**TO DO**.
Repeat the listing below exactly as given.

**GIVEN DATA**.
[Start of Attachment]

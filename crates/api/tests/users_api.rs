//! Integration tests for user administration, role enforcement and the
//! audit trail.

mod common;

use axum::http::StatusCode;
use common::{
    admin_token, body_json, create_user, delete_auth, editor_token, get_auth, login, post_json,
    post_json_auth, put_json_auth, ADMIN_ROLE_ID, EDITOR_ROLE_ID,
};
use serde_json::json;
use sqlx::PgPool;

#[sqlx::test(migrations = "../../db/migrations")]
async fn admin_creates_user_who_can_login(pool: PgPool) {
    let app = common::build_test_app(pool.clone());
    let admin = admin_token(&pool, app.clone()).await;

    let response = post_json_auth(
        app.clone(),
        "/api/v1/admin/users",
        json!({
            "username": "newhire",
            "email": "NewHire@Example.com",
            "password": "a-long-enough-password",
            "role_id": EDITOR_ROLE_ID
        }),
        &admin,
    )
    .await;
    assert_eq!(response.status(), StatusCode::CREATED);
    let json = body_json(response).await;
    assert_eq!(json["data"]["role"], "editor");
    assert_eq!(json["data"]["email"], "newhire@example.com");

    let data = login(app, "newhire", "a-long-enough-password").await;
    assert_eq!(data["user"]["username"], "newhire");
}

#[sqlx::test(migrations = "../../db/migrations")]
async fn weak_password_or_bad_email_is_400(pool: PgPool) {
    let app = common::build_test_app(pool.clone());
    let admin = admin_token(&pool, app.clone()).await;

    let response = post_json_auth(
        app.clone(),
        "/api/v1/admin/users",
        json!({
            "username": "shortpw",
            "email": "shortpw@example.com",
            "password": "short",
            "role_id": EDITOR_ROLE_ID
        }),
        &admin,
    )
    .await;
    assert_eq!(response.status(), StatusCode::BAD_REQUEST);

    let response = post_json_auth(
        app,
        "/api/v1/admin/users",
        json!({
            "username": "bademail",
            "email": "nope",
            "password": "a-long-enough-password",
            "role_id": EDITOR_ROLE_ID
        }),
        &admin,
    )
    .await;
    assert_eq!(response.status(), StatusCode::BAD_REQUEST);
}

#[sqlx::test(migrations = "../../db/migrations")]
async fn duplicate_username_is_409(pool: PgPool) {
    let app = common::build_test_app(pool.clone());
    let admin = admin_token(&pool, app.clone()).await;
    create_user(&pool, "taken", EDITOR_ROLE_ID).await;

    let response = post_json_auth(
        app,
        "/api/v1/admin/users",
        json!({
            "username": "taken",
            "email": "other@example.com",
            "password": "a-long-enough-password",
            "role_id": EDITOR_ROLE_ID
        }),
        &admin,
    )
    .await;
    assert_eq!(response.status(), StatusCode::CONFLICT);
}

#[sqlx::test(migrations = "../../db/migrations")]
async fn editor_cannot_manage_users(pool: PgPool) {
    let app = common::build_test_app(pool.clone());
    let editor = editor_token(&pool, app.clone()).await;

    let response = get_auth(app.clone(), "/api/v1/admin/users", &editor).await;
    assert_eq!(response.status(), StatusCode::FORBIDDEN);
    assert_eq!(body_json(response).await["code"], "FORBIDDEN");

    let response = get_auth(app, "/api/v1/admin/audit-logs", &editor).await;
    assert_eq!(response.status(), StatusCode::FORBIDDEN);
}

#[sqlx::test(migrations = "../../db/migrations")]
async fn last_admin_cannot_be_demoted(pool: PgPool) {
    let app = common::build_test_app(pool.clone());
    let admin = admin_token(&pool, app.clone()).await;
    let me = get_auth(app.clone(), "/api/v1/auth/me", &admin).await;
    let admin_id = body_json(me).await["data"]["id"].as_i64().unwrap();

    let response = put_json_auth(
        app.clone(),
        &format!("/api/v1/admin/users/{admin_id}"),
        json!({ "role_id": EDITOR_ROLE_ID }),
        &admin,
    )
    .await;
    assert_eq!(response.status(), StatusCode::CONFLICT);

    // With a second admin the demotion goes through.
    create_user(&pool, "backup-admin", ADMIN_ROLE_ID).await;
    let response = put_json_auth(
        app,
        &format!("/api/v1/admin/users/{admin_id}"),
        json!({ "role_id": EDITOR_ROLE_ID }),
        &admin,
    )
    .await;
    assert_eq!(response.status(), StatusCode::OK);
    assert_eq!(body_json(response).await["data"]["role"], "editor");
}

#[sqlx::test(migrations = "../../db/migrations")]
async fn deactivate_user_revokes_access(pool: PgPool) {
    let app = common::build_test_app(pool.clone());
    let admin = admin_token(&pool, app.clone()).await;
    let editor = create_user(&pool, "temp-editor", EDITOR_ROLE_ID).await;
    let session = login(app.clone(), "temp-editor", common::TEST_PASSWORD).await;

    let uri = format!("/api/v1/admin/users/{}", editor.id);
    let response = delete_auth(app.clone(), &uri, &admin).await;
    assert_eq!(response.status(), StatusCode::NO_CONTENT);

    let response = delete_auth(app.clone(), &uri, &admin).await;
    assert_eq!(response.status(), StatusCode::CONFLICT);

    let response = post_json(
        app,
        "/api/v1/auth/refresh",
        json!({ "refresh_token": session["refresh_token"] }),
    )
    .await;
    assert_eq!(response.status(), StatusCode::UNAUTHORIZED);
}

#[sqlx::test(migrations = "../../db/migrations")]
async fn admin_cannot_deactivate_self(pool: PgPool) {
    let app = common::build_test_app(pool.clone());
    let admin = admin_token(&pool, app.clone()).await;
    let me = get_auth(app.clone(), "/api/v1/auth/me", &admin).await;
    let admin_id = body_json(me).await["data"]["id"].as_i64().unwrap();

    let response = delete_auth(app, &format!("/api/v1/admin/users/{admin_id}"), &admin).await;
    assert_eq!(response.status(), StatusCode::CONFLICT);
}

#[sqlx::test(migrations = "../../db/migrations")]
async fn reset_password_changes_credentials(pool: PgPool) {
    let app = common::build_test_app(pool.clone());
    let admin = admin_token(&pool, app.clone()).await;
    let editor = create_user(&pool, "forgetful", EDITOR_ROLE_ID).await;

    let response = post_json_auth(
        app.clone(),
        &format!("/api/v1/admin/users/{}/reset-password", editor.id),
        json!({ "new_password": "brand-new-password-1" }),
        &admin,
    )
    .await;
    assert_eq!(response.status(), StatusCode::NO_CONTENT);

    let response = post_json(
        app.clone(),
        "/api/v1/auth/login",
        json!({ "username": "forgetful", "password": common::TEST_PASSWORD }),
    )
    .await;
    assert_eq!(response.status(), StatusCode::UNAUTHORIZED);

    login(app, "forgetful", "brand-new-password-1").await;
}

#[sqlx::test(migrations = "../../db/migrations")]
async fn roles_are_listed(pool: PgPool) {
    let app = common::build_test_app(pool.clone());
    let admin = admin_token(&pool, app.clone()).await;

    let response = get_auth(app, "/api/v1/admin/roles", &admin).await;
    assert_eq!(response.status(), StatusCode::OK);
    let json = body_json(response).await;
    let names: Vec<&str> = json["data"]
        .as_array()
        .unwrap()
        .iter()
        .map(|r| r["name"].as_str().unwrap())
        .collect();
    assert_eq!(names, vec!["admin", "editor"]);
}

#[sqlx::test(migrations = "../../db/migrations")]
async fn content_changes_are_audited(pool: PgPool) {
    let app = common::build_test_app(pool.clone());
    let admin = admin_token(&pool, app.clone()).await;

    post_json_auth(
        app.clone(),
        "/api/v1/admin/faqs",
        json!({ "question": "How long?", "answer": "Six weeks" }),
        &admin,
    )
    .await;

    let response = get_auth(
        app,
        "/api/v1/admin/audit-logs?entity_type=faqs",
        &admin,
    )
    .await;
    assert_eq!(response.status(), StatusCode::OK);
    let json = body_json(response).await;
    assert_eq!(json["data"]["total"], 1);
    assert_eq!(json["data"]["items"][0]["action_type"], "entity_create");
}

[End of Attachment]

**SOLVED PROBLEM**.
filename crates/api/tests/users_api.rs
//! Integration tests for user administration, role enforcement and the
//! audit trail.

mod common;

use axum::http::StatusCode;
use common::{
    admin_token, body_json, create_user, delete_auth, editor_token, get_auth, login, post_json,
    post_json_auth, put_json_auth, ADMIN_ROLE_ID, EDITOR_ROLE_ID,
};
use serde_json::json;
use sqlx::PgPool;

#[sqlx::test(migrations = "../../db/migrations")]
async fn admin_creates_user_who_can_login(pool: PgPool) {
    let app = common::build_test_app(pool.clone());
    let admin = admin_token(&pool, app.clone()).await;

    let response = post_json_auth(
        app.clone(),
        "/api/v1/admin/users",
        json!({
            "username": "newhire",
            "email": "NewHire@Example.com",
            "password": "a-long-enough-password",
            "role_id": EDITOR_ROLE_ID
        }),
        &admin,
    )
    .await;
    assert_eq!(response.status(), StatusCode::CREATED);
    let json = body_json(response).await;
    assert_eq!(json["data"]["role"], "editor");
    assert_eq!(json["data"]["email"], "newhire@example.com");

    let data = login(app, "newhire", "a-long-enough-password").await;
    assert_eq!(data["user"]["username"], "newhire");
}

#[sqlx::test(migrations = "../../db/migrations")]
async fn weak_password_or_bad_email_is_400(pool: PgPool) {
    let app = common::build_test_app(pool.clone());
    let admin = admin_token(&pool, app.clone()).await;

    let response = post_json_auth(
        app.clone(),
        "/api/v1/admin/users",
        json!({
            "username": "shortpw",
            "email": "shortpw@example.com",
            "password": "short",
            "role_id": EDITOR_ROLE_ID
        }),
        &admin,
    )
    .await;
    assert_eq!(response.status(), StatusCode::BAD_REQUEST);

    let response = post_json_auth(
        app,
        "/api/v1/admin/users",
        json!({
            "username": "bademail",
            "email": "nope",
            "password": "a-long-enough-password",
            "role_id": EDITOR_ROLE_ID
        }),
        &admin,
    )
    .await;
    assert_eq!(response.status(), StatusCode::BAD_REQUEST);
}

#[sqlx::test(migrations = "../../db/migrations")]
async fn duplicate_username_is_409(pool: PgPool) {
    let app = common::build_test_app(pool.clone());
    let admin = admin_token(&pool, app.clone()).await;
    create_user(&pool, "taken", EDITOR_ROLE_ID).await;

    let response = post_json_auth(
        app,
        "/api/v1/admin/users",
        json!({
            "username": "taken",
            "email": "other@example.com",
            "password": "a-long-enough-password",
            "role_id": EDITOR_ROLE_ID
        }),
        &admin,
    )
    .await;
    assert_eq!(response.status(), StatusCode::CONFLICT);
}

#[sqlx::test(migrations = "../../db/migrations")]
async fn editor_cannot_manage_users(pool: PgPool) {
    let app = common::build_test_app(pool.clone());
    let editor = editor_token(&pool, app.clone()).await;

    let response = get_auth(app.clone(), "/api/v1/admin/users", &editor).await;
    assert_eq!(response.status(), StatusCode::FORBIDDEN);
    assert_eq!(body_json(response).await["code"], "FORBIDDEN");

    let response = get_auth(app, "/api/v1/admin/audit-logs", &editor).await;
    assert_eq!(response.status(), StatusCode::FORBIDDEN);
}

#[sqlx::test(migrations = "../../db/migrations")]
async fn last_admin_cannot_be_demoted(pool: PgPool) {
    let app = common::build_test_app(pool.clone());
    let admin = admin_token(&pool, app.clone()).await;
    let me = get_auth(app.clone(), "/api/v1/auth/me", &admin).await;
    let admin_id = body_json(me).await["data"]["id"].as_i64().unwrap();

    let response = put_json_auth(
        app.clone(),
        &format!("/api/v1/admin/users/{admin_id}"),
        json!({ "role_id": EDITOR_ROLE_ID }),
        &admin,
    )
    .await;
    assert_eq!(response.status(), StatusCode::CONFLICT);

    // With a second admin the demotion goes through.
    create_user(&pool, "backup-admin", ADMIN_ROLE_ID).await;
    let response = put_json_auth(
        app,
        &format!("/api/v1/admin/users/{admin_id}"),
        json!({ "role_id": EDITOR_ROLE_ID }),
        &admin,
    )
    .await;
    assert_eq!(response.status(), StatusCode::OK);
    assert_eq!(body_json(response).await["data"]["role"], "editor");
}

#[sqlx::test(migrations = "../../db/migrations")]
async fn deactivate_user_revokes_access(pool: PgPool) {
    let app = common::build_test_app(pool.clone());
    let admin = admin_token(&pool, app.clone()).await;
    let editor = create_user(&pool, "temp-editor", EDITOR_ROLE_ID).await;
    let session = login(app.clone(), "temp-editor", common::TEST_PASSWORD).await;

    let uri = format!("/api/v1/admin/users/{}", editor.id);
    let response = delete_auth(app.clone(), &uri, &admin).await;
    assert_eq!(response.status(), StatusCode::NO_CONTENT);

    let response = delete_auth(app.clone(), &uri, &admin).await;
    assert_eq!(response.status(), StatusCode::CONFLICT);

    let response = post_json(
        app,
        "/api/v1/auth/refresh",
        json!({ "refresh_token": session["refresh_token"] }),
    )
    .await;
    assert_eq!(response.status(), StatusCode::UNAUTHORIZED);
}

#[sqlx::test(migrations = "../../db/migrations")]
async fn admin_cannot_deactivate_self(pool: PgPool) {
    let app = common::build_test_app(pool.clone());
    let admin = admin_token(&pool, app.clone()).await;
    let me = get_auth(app.clone(), "/api/v1/auth/me", &admin).await;
    let admin_id = body_json(me).await["data"]["id"].as_i64().unwrap();

    let response = delete_auth(app, &format!("/api/v1/admin/users/{admin_id}"), &admin).await;
    assert_eq!(response.status(), StatusCode::CONFLICT);
}

#[sqlx::test(migrations = "../../db/migrations")]
async fn reset_password_changes_credentials(pool: PgPool) {
    let app = common::build_test_app(pool.clone());
    let admin = admin_token(&pool, app.clone()).await;
    let editor = create_user(&pool, "forgetful", EDITOR_ROLE_ID).await;

    let response = post_json_auth(
        app.clone(),
        &format!("/api/v1/admin/users/{}/reset-password", editor.id),
        json!({ "new_password": "brand-new-password-1" }),
        &admin,
    )
    .await;
    assert_eq!(response.status(), StatusCode::NO_CONTENT);

    let response = post_json(
        app.clone(),
        "/api/v1/auth/login",
        json!({ "username": "forgetful", "password": common::TEST_PASSWORD }),
    )
    .await;
    assert_eq!(response.status(), StatusCode::UNAUTHORIZED);

    login(app, "forgetful", "brand-new-password-1").await;
}

#[sqlx::test(migrations = "../../db/migrations")]
async fn roles_are_listed(pool: PgPool) {
    let app = common::build_test_app(pool.clone());
    let admin = admin_token(&pool, app.clone()).await;

    let response = get_auth(app, "/api/v1/admin/roles", &admin).await;
    assert_eq!(response.status(), StatusCode::OK);
    let json = body_json(response).await;
    let names: Vec<&str> = json["data"]
        .as_array()
        .unwrap()
        .iter()
        .map(|r| r["name"].as_str().unwrap())
        .collect();
    assert_eq!(names, vec!["admin", "editor"]);
}

#[sqlx::test(migrations = "../../db/migrations")]
async fn content_changes_are_audited(pool: PgPool) {
    let app = common::build_test_app(pool.clone());
    let admin = admin_token(&pool, app.clone()).await;

    post_json_auth(
        app.clone(),
        "/api/v1/admin/faqs",
        json!({ "question": "How long?", "answer": "Six weeks" }),
        &admin,
    )
    .await;

    let response = get_auth(
        app,
        "/api/v1/admin/audit-logs?entity_type=faqs",
        &admin,
    )
    .await;
    assert_eq!(response.status(), StatusCode::OK);
    let json = body_json(response).await;
    assert_eq!(json["data"]["total"], 1);
    assert_eq!(json["data"]["items"][0]["action_type"], "entity_create");
}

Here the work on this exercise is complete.